For those looking for a general strategy for reading and writing a string to file:
credit to : https://stackoverflow.com/users/559634/sharkalley
First, get a file object
You’ll need the storage path. For the internal storage, use:
File path = context.getFilesDir();
For the external storage (SD card), use:
File path = context.getExternalFilesDir(null);
Then create your file object:
File file = new File(path, "my-file-name.txt");
Write a string to the file
FileOutputStream stream = new FileOutputStream(file);
try {
stream.write("text-to-write".getBytes());
} finally {
stream.close();
}
Or with Google Guava
String contents = Files.toString(file, StandardCharsets.UTF_8);
Read the file to a string
int length = (int) file.length();
byte[] bytes = new byte[length];
FileInputStream in = new FileInputStream(file);
try {
in.read(bytes);
} finally {
in.close();
}
String contents = new String(bytes);
Or if you are using Google Guava
String contents = Files.toString(file,"UTF-8");
For completeness I’ll mention
String contents = new Scanner(file).useDelimiter("\\A").next();
which requires no libraries, but benchmarks 50% – 400% slower than the other options (in various tests on my Nexus 5).
Notes
For each of these strategies, you’ll be asked to catch an IOException.

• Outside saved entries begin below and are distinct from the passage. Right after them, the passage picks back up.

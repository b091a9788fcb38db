// # parkwatch-core
//
// Core library for the attraction state-diff and push fan-out pipeline.
//
// ## Architecture Overview
//
// - **EntityStore**: Authoritative attraction state, diff detection
// - **EventBus**: Typed pub/sub with non-blocking, per-subscriber buffers
// - **DeviceRegistry**: Cache-aside view over the persistent DeviceStore
// - **FanOutProcessor**: One delivery job per device per status transition
// - **DeliveryPool**: Bounded job queue, fixed workers, self-healing evictions
// - **IngestionAdapter**: Feed connection lifecycle and frame normalization
// - **Pipeline**: Wires all of the above together
//
// ## Design Principles
//
// 1. **Injected, not global**: Every component receives its collaborators
// 2. **Drop, don't stall**: Diff detection never waits on a slow subscriber
// 3. **Push back, don't drop**: Delivery jobs are never discarded when queued
// 4. **Store is truth**: The registry cache only mirrors confirmed rows
// 5. **Library-First**: Transports and the daemon are thin crates on top

pub mod bus;
pub mod config;
pub mod delivery;
pub mod error;
pub mod fanout;
pub mod ingest;
pub mod pipeline;
pub mod registry;
pub mod state;
pub mod store;
pub mod traits;

// Re-export core types for convenience
pub use bus::{EventBus, Subscription};
pub use config::PipelineConfig;
pub use delivery::{DeliveryJob, DeliveryPool, DeliveryQueue};
pub use error::{Error, Result};
pub use fanout::FanOutProcessor;
pub use ingest::{ConnectionState, IngestionAdapter};
pub use pipeline::{Pipeline, PipelineMetrics};
pub use registry::DeviceRegistry;
pub use state::{
    Entity, EntityStore, EntityUpdate, OperationalStatus, StatusTransition, Transition,
    WaitTimeTransition,
};
pub use store::{FileDeviceStore, MemoryDeviceStore};
pub use traits::{DeviceStore, FeedSource, NotificationSender};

The default character encoding on Android is UTF-8.
If you are using external storage, you’ll need to add to your manifest either:
<uses-permission android:name="android.permission.READ_EXTERNAL_STORAGE"/>
or
<uses-permission android:name="android.permission.WRITE_EXTERNAL_STORAGE"/>
Write permission implies read permission, so you don’t need both.